Collected data:

= = =

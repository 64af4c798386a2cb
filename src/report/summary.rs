//! Batch summary report generation

use comfy_table::{presets::UTF8_FULL_CONDENSED, Attribute, Cell, Color, Table};
use console::style;
use serde::Serialize;

use crate::files::human_readable_size;
use crate::utils::rule;

use super::Reporter;

/// Aggregate outcome of one batch run. Never persisted beyond an optional JSON export.
#[derive(Debug, Clone, Default, PartialEq, Serialize)]
pub struct BatchSummary {
    pub success_count: usize,
    pub total_count: usize,
    /// Bytes saved across successful items; negative when outputs grew
    pub total_savings: i64,
    /// Original size of the successful items only
    pub total_original_size: u64,
}

impl BatchSummary {
    pub fn new() -> Self {
        Self::default()
    }

    pub fn record_success(&mut self) {
        self.success_count += 1;
        self.total_count += 1;
    }

    pub fn record_failure(&mut self) {
        self.total_count += 1;
    }

    /// Count a success that changed the size of a file
    pub fn record_savings(&mut self, savings: i64, original_size: u64) {
        self.record_success();
        self.total_savings += savings;
        self.total_original_size += original_size;
    }

    pub fn failure_count(&self) -> usize {
        self.total_count - self.success_count
    }

    pub fn is_empty(&self) -> bool {
        self.total_count == 0
    }

    /// Percent of the original size saved, only when both totals are positive.
    pub fn savings_percent(&self) -> Option<f64> {
        if self.total_savings > 0 && self.total_original_size > 0 {
            Some(self.total_savings as f64 / self.total_original_size as f64 * 100.0)
        } else {
            None
        }
    }

    /// `"1.50 KB (12.5%)"`, or `None` when nothing was saved.
    pub fn savings_line(&self) -> Option<String> {
        self.savings_percent().map(|percent| {
            format!(
                "{} ({:.1}%)",
                human_readable_size(self.total_savings as u64),
                percent
            )
        })
    }

    pub fn display(&self, reporter: &Reporter) {
        tracing::info!(
            success = self.success_count,
            total = self.total_count,
            savings = self.total_savings,
            "Batch finished"
        );

        reporter.line("");
        reporter.line(rule());
        reporter.line(format!(
            "{}",
            style("PROCESSING SUMMARY").white().bold()
        ));

        let mut table = Table::new();
        table.load_preset(UTF8_FULL_CONDENSED);
        table.set_header(vec![
            Cell::new("Metric").add_attribute(Attribute::Bold),
            Cell::new("Value").add_attribute(Attribute::Bold),
        ]);

        table.add_row(vec![
            Cell::new("Processed successfully"),
            Cell::new(format!("{}/{}", self.success_count, self.total_count))
                .fg(Color::Green)
                .add_attribute(Attribute::Bold),
        ]);

        if self.failure_count() > 0 {
            table.add_row(vec![
                Cell::new("Failed"),
                Cell::new(self.failure_count()).fg(Color::Red),
            ]);
        }

        if let Some(savings) = self.savings_line() {
            table.add_row(vec![
                Cell::new("Space saved"),
                Cell::new(savings).fg(Color::Cyan),
            ]);
        }

        for line in table.to_string().lines() {
            reporter.line(format!("    {}", line));
        }
        reporter.line(rule());
    }
}
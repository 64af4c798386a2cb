//! Shared test utilities and fixture generators

#![allow(dead_code)]

use std::cell::RefCell;
use std::fs;
use std::path::{Path, PathBuf};
use std::rc::Rc;

use office_tweaks::convert::{ConversionEngine, Direction, EngineError};
use office_tweaks::files::FileManager;
use office_tweaks::report::{Cancellation, Reporter};
use tempfile::TempDir;

/// Write `contents` to `dir/name` and return the path
pub fn create_file(dir: &Path, name: &str, contents: &[u8]) -> PathBuf {
    let path = dir.join(name);
    fs::write(&path, contents).unwrap();
    path
}

/// A temp directory plus a FileManager pointed at it
pub fn workspace() -> (TempDir, FileManager) {
    let temp_dir = TempDir::new().unwrap();
    let files = FileManager::with_directory(temp_dir.path(), Reporter::quiet()).unwrap();
    (temp_dir, files)
}

/// Sorted file names in `dir`
pub fn file_names(dir: &Path) -> Vec<String> {
    let mut names: Vec<String> = fs::read_dir(dir)
        .unwrap()
        .map(|e| e.unwrap().file_name().to_string_lossy().into_owned())
        .collect();
    names.sort();
    names
}

/// Engine stand-in: copies the input and fails for inputs whose name
/// contains "broken". An engine built with [`FakeEngine::interrupting`]
/// raises Ctrl+C while converting a file whose name contains "stop".
pub struct FakeEngine {
    available: bool,
    interrupt: Option<Cancellation>,
    pub calls: Rc<RefCell<Vec<PathBuf>>>,
}

impl FakeEngine {
    pub fn working() -> Self {
        Self {
            available: true,
            interrupt: None,
            calls: Rc::new(RefCell::new(Vec::new())),
        }
    }

    pub fn missing() -> Self {
        Self {
            available: false,
            ..Self::working()
        }
    }

    pub fn interrupting(cancellation: &Cancellation) -> Self {
        Self {
            interrupt: Some(cancellation.clone()),
            ..Self::working()
        }
    }
}

impl ConversionEngine for FakeEngine {
    fn name(&self) -> &str {
        "FakeOffice"
    }

    fn is_available(&self) -> bool {
        self.available
    }

    fn convert(&self, input: &Path, output: &Path, _direction: Direction) -> Result<(), EngineError> {
        self.calls.borrow_mut().push(input.to_path_buf());
        if !self.available {
            return Err(EngineError::Unavailable);
        }
        let name = input.file_name().unwrap().to_string_lossy();
        if let Some(cancellation) = &self.interrupt {
            if name.contains("stop") {
                cancellation.request();
            }
        }
        if name.contains("broken") {
            return Err(EngineError::Failed("corrupt document".to_string()));
        }
        fs::copy(input, output).map_err(|e| EngineError::Failed(e.to_string()))?;
        Ok(())
    }
}

/// Deterministic noisy RGB pixels; noise compresses poorly at high quality
#[cfg(feature = "images")]
pub fn noisy_rgb(width: u32, height: u32) -> image::RgbImage {
    let mut state: u32 = 0x2545_f491;
    image::RgbImage::from_fn(width, height, |_, _| {
        state ^= state << 13;
        state ^= state >> 17;
        state ^= state << 5;
        let [r, g, b, _] = state.to_le_bytes();
        image::Rgb([r, g, b])
    })
}
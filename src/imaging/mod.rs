//! Image compression
//!
//! Compressed copies are written as `compressed_<name>` next to the source (or
//! into a chosen directory). The source file is never modified.

mod codec;

use std::fs;
use std::path::{Path, PathBuf};

use crate::error::{OfficeError, Result};
use crate::files::FileManager;
use crate::report::{BatchSummary, Reporter};

/// Default JPEG quality when none is given
pub const DEFAULT_QUALITY: u8 = 85;

/// Outcome of compressing one image.
#[derive(Debug, Clone, PartialEq, Eq)]
pub struct CompressionResult {
    pub output: PathBuf,
    pub original_size: u64,
    pub new_size: u64,
}

impl CompressionResult {
    /// `original - new`; negative when re-encoding made the file larger
    pub fn savings(&self) -> i64 {
        self.original_size as i64 - self.new_size as i64
    }

    /// Savings as a percentage of the original, 0 for an empty original
    pub fn savings_percent(&self) -> f64 {
        if self.original_size == 0 {
            0.0
        } else {
            self.savings() as f64 / self.original_size as f64 * 100.0
        }
    }
}

pub struct ImageProcessor {
    codec_available: bool,
    reporter: Reporter,
}

impl ImageProcessor {
    /// Probes codec support once.
    pub fn new(reporter: Reporter) -> Self {
        let codec_available = codec::available();
        if !codec_available {
            tracing::warn!("Image codecs not compiled in; compression disabled");
        }
        Self {
            codec_available,
            reporter,
        }
    }

    pub fn is_available(&self) -> bool {
        self.codec_available
    }

    /// Fails with [`OfficeError::DependencyUnavailable`] when codecs are not compiled in.
    pub fn ensure_available(&self) -> Result<()> {
        if self.codec_available {
            Ok(())
        } else {
            Err(OfficeError::DependencyUnavailable {
                dependency: "Image codec support",
                hint: "Rebuild with the `images` feature: cargo install office-tweaks --features images"
                    .to_string(),
            })
        }
    }

    /// Compress one image with `quality` in 1..=100.
    ///
    /// Failures are reported here and returned. A Ctrl+C during the call
    /// turns the outcome into [`OfficeError::Interrupted`].
    pub fn compress(
        &self,
        files: &FileManager,
        image_path: &Path,
        quality: u8,
        output_dir: Option<&Path>,
    ) -> Result<CompressionResult> {
        let cancellation = self.reporter.cancellation();
        let result = {
            let _busy = cancellation.busy();
            self.try_compress(files, image_path, quality, output_dir)
        };

        match &result {
            Ok(outcome) => self.reporter.success(format!(
                "Compressed successfully. Savings: {:.1}%",
                outcome.savings_percent()
            )),
            Err(err) => self.report_error(err),
        }

        if cancellation.is_requested() {
            return Err(OfficeError::Interrupted);
        }
        result
    }

    fn try_compress(
        &self,
        files: &FileManager,
        image_path: &Path,
        quality: u8,
        output_dir: Option<&Path>,
    ) -> Result<CompressionResult> {
        self.ensure_available()?;
        validate_quality(quality)?;

        if !image_path.is_file() {
            return Err(OfficeError::NotFound(image_path.to_path_buf()));
        }

        let output_dir = match output_dir {
            Some(dir) => dir.to_path_buf(),
            None => image_path
                .parent()
                .map(Path::to_path_buf)
                .unwrap_or_else(|| PathBuf::from(".")),
        };
        fs::create_dir_all(&output_dir).map_err(|e| OfficeError::io(&output_dir, e))?;

        let name = image_path
            .file_name()
            .map(|n| n.to_string_lossy().into_owned())
            .unwrap_or_default();
        let output = files.resolve_unique_path(&output_dir.join(format!("compressed_{}", name)))?;

        self.reporter
            .info(format!("Compressing: {} (quality: {}%)", name, quality));

        let original_size = fs::metadata(image_path)
            .map_err(|e| OfficeError::io(image_path, e))?
            .len();

        if let Err(reason) = codec::recompress(image_path, &output, quality) {
            // Don't leave a truncated file behind
            let _ = fs::remove_file(&output);
            return Err(OfficeError::CompressionFailed {
                path: image_path.to_path_buf(),
                reason,
            });
        }

        let new_size = fs::metadata(&output)
            .map_err(|e| OfficeError::io(&output, e))?
            .len();

        Ok(CompressionResult {
            output,
            original_size,
            new_size,
        })
    }

    /// Compress every recognized image in the working directory. Totals only
    /// include images that compressed successfully.
    pub fn compress_all(
        &self,
        files: &mut FileManager,
        directory: Option<&Path>,
        quality: u8,
    ) -> Result<BatchSummary> {
        if let Err(err) = self.ensure_available().and_then(|_| validate_quality(quality)) {
            self.report_error(&err);
            return Err(err);
        }

        if let Some(directory) = directory {
            files.set_working_directory(directory)?;
        }

        let candidates = files.list_image_files()?;
        if candidates.is_empty() {
            self.reporter
                .info("No images found in the working directory");
            return Ok(BatchSummary::new());
        }

        self.reporter.info(format!(
            "Found images: {} (quality: {}%)",
            candidates.len(),
            quality
        ));

        let _busy = self.reporter.cancellation().busy();
        let mut summary = BatchSummary::new();
        let progress = self
            .reporter
            .progress(candidates.len(), "Compressing images");

        for (index, candidate) in candidates.iter().enumerate() {
            progress.set_position(index + 1);
            match self.compress(files, &candidate.path, quality, None) {
                Ok(outcome) => summary.record_savings(outcome.savings(), outcome.original_size),
                Err(OfficeError::Interrupted) => {
                    progress.finish_and_clear();
                    return Err(OfficeError::Interrupted);
                }
                Err(_) => summary.record_failure(),
            }
        }
        progress.finish();

        summary.display(&self.reporter);
        Ok(summary)
    }

    fn report_error(&self, err: &OfficeError) {
        self.reporter.error(err.to_string());
        if let Some(hint) = err.hint() {
            self.reporter.info(hint);
        }
    }
}

/// Quality must be within 1..=100
pub fn validate_quality(quality: u8) -> Result<()> {
    if (1..=100).contains(&quality) {
        Ok(())
    } else {
        Err(OfficeError::InvalidInput(format!(
            "Quality must be between 1 and 100, got {}",
            quality
        )))
    }
}

#[cfg(test)]
mod tests {
    use super::*;

    #[test]
    fn test_negative_savings_are_preserved() {
        let result = CompressionResult {
            output: PathBuf::from("compressed_a.jpg"),
            original_size: 1000,
            new_size: 1250,
        };
        assert_eq!(result.savings(), -250);
        assert!((result.savings_percent() + 25.0).abs() < 1e-9);
    }

    #[test]
    fn test_zero_original_size_has_zero_percent() {
        let result = CompressionResult {
            output: PathBuf::from("compressed_empty.png"),
            original_size: 0,
            new_size: 67,
        };
        assert_eq!(result.savings_percent(), 0.0);
    }

    #[test]
    fn test_quality_bounds() {
        assert!(validate_quality(1).is_ok());
        assert!(validate_quality(100).is_ok());
        assert!(matches!(validate_quality(0), Err(OfficeError::InvalidInput(_))));
        assert!(matches!(validate_quality(101), Err(OfficeError::InvalidInput(_))));
    }
}
//! Tests for working directory handling, listing, naming and deletion

mod common;

use std::fs;
use std::path::PathBuf;

use common::{create_file, file_names, workspace};
use office_tweaks::error::OfficeError;
use office_tweaks::files::{resolve_unique_path, FileManager, PatternKind};
use office_tweaks::report::Reporter;
use tempfile::TempDir;

#[test]
fn test_set_missing_directory_keeps_current() {
    let (temp_dir, mut files) = workspace();
    let before = files.current_directory().to_path_buf();

    let result = files.set_working_directory(&temp_dir.path().join("does-not-exist"));

    assert!(matches!(result, Err(OfficeError::NotFound(_))));
    assert_eq!(files.current_directory(), before);
}

#[test]
fn test_set_file_as_directory_rejected() {
    let (temp_dir, mut files) = workspace();
    let file = create_file(temp_dir.path(), "notes.txt", b"hello");

    let result = files.set_working_directory(&file);

    assert!(matches!(result, Err(OfficeError::NotADirectory(_))));
}

#[test]
fn test_set_empty_path_rejected() {
    let (_temp_dir, mut files) = workspace();
    let result = files.set_working_directory(&PathBuf::new());
    assert!(matches!(result, Err(OfficeError::InvalidInput(_))));
}

#[test]
fn test_set_directory_is_canonical() {
    let (temp_dir, mut files) = workspace();
    fs::create_dir(temp_dir.path().join("sub")).unwrap();

    let dir = files
        .set_working_directory(&temp_dir.path().join("sub").join(".."))
        .unwrap()
        .to_path_buf();

    assert_eq!(dir, fs::canonicalize(temp_dir.path()).unwrap());
}

#[test]
fn test_with_directory_rejects_missing() {
    let temp_dir = TempDir::new().unwrap();
    let result = FileManager::with_directory(&temp_dir.path().join("nope"), Reporter::quiet());
    assert!(matches!(result, Err(OfficeError::NotFound(_))));
}

#[test]
fn test_list_by_extension_filters_and_sorts() {
    let (temp_dir, files) = workspace();
    create_file(temp_dir.path(), "b.pdf", b"b");
    create_file(temp_dir.path(), "A.PDF", b"a");
    create_file(temp_dir.path(), "c.docx", b"c");
    create_file(temp_dir.path(), "pdf", b"no extension");
    fs::create_dir(temp_dir.path().join("folder.pdf")).unwrap();

    let names: Vec<String> = files
        .list_pdf_files()
        .unwrap()
        .into_iter()
        .map(|c| c.name)
        .collect();

    assert_eq!(names, vec!["A.PDF", "b.pdf"]);
}

#[test]
fn test_list_is_repeatable() {
    let (temp_dir, files) = workspace();
    create_file(temp_dir.path(), "one.png", b"1");
    create_file(temp_dir.path(), "two.JPG", b"22");
    create_file(temp_dir.path(), "three.gif", b"333");

    let first = files.list_image_files().unwrap();
    let second = files.list_image_files().unwrap();

    assert_eq!(first, second);
    assert_eq!(first.len(), 3);
    let sizes: Vec<u64> = first.iter().map(|c| c.size).collect();
    assert_eq!(sizes, vec![1, 3, 2]);
}

#[test]
fn test_list_multiple_extensions() {
    let (temp_dir, files) = workspace();
    create_file(temp_dir.path(), "a.pdf", b"");
    create_file(temp_dir.path(), "b.docx", b"");
    create_file(temp_dir.path(), "c.txt", b"");

    let found = files.list_by_extension(&["pdf", ".docx"]).unwrap();
    assert_eq!(found.len(), 2);
}

#[test]
fn test_unique_path_when_free() {
    let temp_dir = TempDir::new().unwrap();
    let path = temp_dir.path().join("report.docx");
    assert_eq!(resolve_unique_path(&path, None).unwrap(), path);
}

#[test]
fn test_unique_path_appends_counter() {
    let temp_dir = TempDir::new().unwrap();
    create_file(temp_dir.path(), "report.docx", b"");
    create_file(temp_dir.path(), "report_1.docx", b"");

    let resolved = resolve_unique_path(&temp_dir.path().join("report.docx"), None).unwrap();

    assert_eq!(resolved, temp_dir.path().join("report_2.docx"));
    assert!(!resolved.exists());
}

#[test]
fn test_unique_path_respects_limit() {
    let temp_dir = TempDir::new().unwrap();
    create_file(temp_dir.path(), "img.png", b"");
    create_file(temp_dir.path(), "img_1.png", b"");
    create_file(temp_dir.path(), "img_2.png", b"");

    let result = resolve_unique_path(&temp_dir.path().join("img.png"), Some(2));

    assert!(matches!(
        result,
        Err(OfficeError::SuffixLimitReached { limit: 2, .. })
    ));
}

#[test]
fn test_unique_path_without_extension() {
    let temp_dir = TempDir::new().unwrap();
    create_file(temp_dir.path(), "README", b"");

    let resolved = resolve_unique_path(&temp_dir.path().join("README"), None).unwrap();
    assert_eq!(resolved, temp_dir.path().join("README_1"));
}

#[test]
fn test_match_contains_pattern() {
    let (temp_dir, files) = workspace();
    create_file(temp_dir.path(), "draft1.pdf", b"x");
    create_file(temp_dir.path(), "final.pdf", b"x");
    create_file(temp_dir.path(), "old_draft.docx", b"x");

    let set = files
        .match_by_pattern(PatternKind::Contains, "draft", None)
        .unwrap();

    let names: Vec<&str> = set.candidates.iter().map(|c| c.name.as_str()).collect();
    assert_eq!(names, vec!["draft1.pdf", "old_draft.docx"]);
    assert_eq!(set.total_size(), 2);
}

#[test]
fn test_match_each_kind() {
    let (temp_dir, files) = workspace();
    create_file(temp_dir.path(), "tmp_notes.TXT", b"");
    create_file(temp_dir.path(), "scan_backup", b"");
    create_file(temp_dir.path(), "photo.txt", b"");

    let count = |kind, pattern| files.match_by_pattern(kind, pattern, None).unwrap().len();

    assert_eq!(count(PatternKind::Prefix, "TMP"), 1);
    assert_eq!(count(PatternKind::Suffix, "backup"), 1);
    assert_eq!(count(PatternKind::Extension, "txt"), 2);
    assert_eq!(count(PatternKind::Extension, ".txt"), 2);
    assert_eq!(count(PatternKind::Contains, "o"), 2);
}

#[test]
fn test_match_nothing_is_empty_set() {
    let (temp_dir, files) = workspace();
    create_file(temp_dir.path(), "keep.pdf", b"");

    let set = files
        .match_by_pattern(PatternKind::Prefix, "zzz", None)
        .unwrap();

    assert!(set.is_empty());
}

#[test]
fn test_match_empty_pattern_rejected() {
    let (_temp_dir, files) = workspace();
    let result = files.match_by_pattern(PatternKind::Contains, "   ", None);
    assert!(matches!(result, Err(OfficeError::InvalidInput(_))));
}

#[test]
fn test_match_other_directory() {
    let (temp_dir, files) = workspace();
    let other = temp_dir.path().join("archive");
    fs::create_dir(&other).unwrap();
    create_file(&other, "old_a.pdf", b"");
    create_file(temp_dir.path(), "old_b.pdf", b"");

    let set = files
        .match_by_pattern(PatternKind::Prefix, "old", Some(&other))
        .unwrap();

    assert_eq!(set.len(), 1);
    assert_eq!(set.candidates[0].name, "old_a.pdf");
}

#[test]
fn test_delete_all_removes_matches_only() {
    let (temp_dir, files) = workspace();
    create_file(temp_dir.path(), "draft1.pdf", b"x");
    create_file(temp_dir.path(), "final.pdf", b"x");
    create_file(temp_dir.path(), "old_draft.docx", b"x");

    let set = files
        .match_by_pattern(PatternKind::Contains, "draft", None)
        .unwrap();
    let deleted = files.delete_all(&set);

    assert_eq!(deleted, 2);
    assert_eq!(file_names(temp_dir.path()), vec!["final.pdf"]);
}

#[test]
fn test_delete_all_continues_after_failure() {
    let (temp_dir, files) = workspace();
    create_file(temp_dir.path(), "tmp_a.log", b"");
    create_file(temp_dir.path(), "tmp_b.log", b"");
    create_file(temp_dir.path(), "tmp_c.log", b"");

    let set = files
        .match_by_pattern(PatternKind::Prefix, "tmp_", None)
        .unwrap();
    // Vanishes between matching and deleting
    fs::remove_file(temp_dir.path().join("tmp_b.log")).unwrap();

    let deleted = files.delete_all(&set);

    assert_eq!(deleted, 2);
    assert!(file_names(temp_dir.path()).is_empty());
}
use std::{fmt::Display, io, ops::Range, rc::Rc};

use ariadne::{Color, Config, IndexType, Label, Report, ReportKind, Source};

pub mod instr;
pub mod lex;
pub mod parse;

pub type Span = (Rc<String>, Range<usize>);

/// A fatal translation error, tied to the source line it was raised on.
#[derive(Debug, Clone, PartialEq, Eq, thiserror::Error)]
#[error("line {line}: {kind}")]
pub struct Error {
    pub kind: ErrorKind,
    /// 1-based source line number
    pub line: usize,
    /// Byte range of the instruction text within the source
    pub range: Range<usize>,
}

impl Error {
    pub fn new(kind: ErrorKind, line: usize, range: Range<usize>) -> Self {
        Self { kind, line, range }
    }

    pub fn code(&self) -> ErrorCode {
        self.kind.code()
    }

    pub fn report(&self, source_name: Rc<String>) -> Report<'static, Span> {
        Report::build(ReportKind::Error, (source_name.clone(), self.range.clone()))
            .with_config(Config::default().with_index_type(IndexType::Byte))
            .with_code(self.code())
            .with_message(&self.kind)
            .with_label(
                Label::new((source_name, self.range.clone()))
                    .with_color(Color::Red)
                    .with_message(self.kind.hint()),
            )
            .finish()
    }

    /// Prints the diagnostic to stderr
    pub fn eprint(&self, source_name: Rc<String>, source: &str) -> io::Result<()> {
        self.report(source_name.clone())
            .eprint((source_name, Source::from(source)))
    }
}

#[derive(Debug, Clone, PartialEq, Eq, thiserror::Error)]
pub enum ErrorKind {
    #[error("malformed instruction `{0}`")]
    MalformedInstruction(String),
    #[error("invalid symbol `{0}`")]
    InvalidSymbol(String),
    #[error("unknown destination `{0}`")]
    UnknownDest(String),
    #[error("unknown computation `{0}`")]
    UnknownComp(String),
    #[error("unknown jump `{0}`")]
    UnknownJump(String),
    #[error("address `{0}` does not fit in 15 bits")]
    AddressOutOfRange(String),
    #[error("no variable address left for `{0}`")]
    VariablesExhausted(String),
}

impl ErrorKind {
    pub fn code(&self) -> ErrorCode {
        match self {
            Self::MalformedInstruction(_) => ErrorCode::MalformedInstruction,
            Self::InvalidSymbol(_) => ErrorCode::InvalidSymbol,
            Self::UnknownDest(_) | Self::UnknownComp(_) | Self::UnknownJump(_) => {
                ErrorCode::UnknownMnemonic
            }
            Self::AddressOutOfRange(_) => ErrorCode::AddressOutOfRange,
            Self::VariablesExhausted(_) => ErrorCode::VariablesExhausted,
        }
    }

    fn hint(&self) -> &'static str {
        match self {
            Self::MalformedInstruction(_) => "expected `@value`, `(LABEL)` or `dest=comp;jump`",
            Self::InvalidSymbol(_) => {
                "symbols use letters, digits, `_`, `.`, `$`, `:` and may not start with a digit"
            }
            Self::UnknownDest(_) => "expected one of null, M, D, MD, A, AM, AD, AMD",
            Self::UnknownComp(_) => "not in the computation table",
            Self::UnknownJump(_) => "expected one of null, JGT, JEQ, JGE, JLT, JNE, JLE, JMP",
            Self::AddressOutOfRange(_) => "addresses range from 0 to 32767",
            Self::VariablesExhausted(_) => "every RAM address from 16 to 32767 is taken",
        }
    }
}

#[repr(u32)]
#[derive(Clone, Copy, Debug, PartialEq, Eq)]
pub enum ErrorCode {
    MalformedInstruction = 1,
    InvalidSymbol,
    UnknownMnemonic,
    AddressOutOfRange,
    VariablesExhausted,
}

impl Display for ErrorCode {
    fn fmt(&self, f: &mut std::fmt::Formatter<'_>) -> std::fmt::Result {
        write!(f, "E{:02}", *self as u32)
    }
}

= = =

= Exercise instructions =
How many of the lines above include "MalformedInstruction"? Only the number should be given.

= Answer to this problem =
4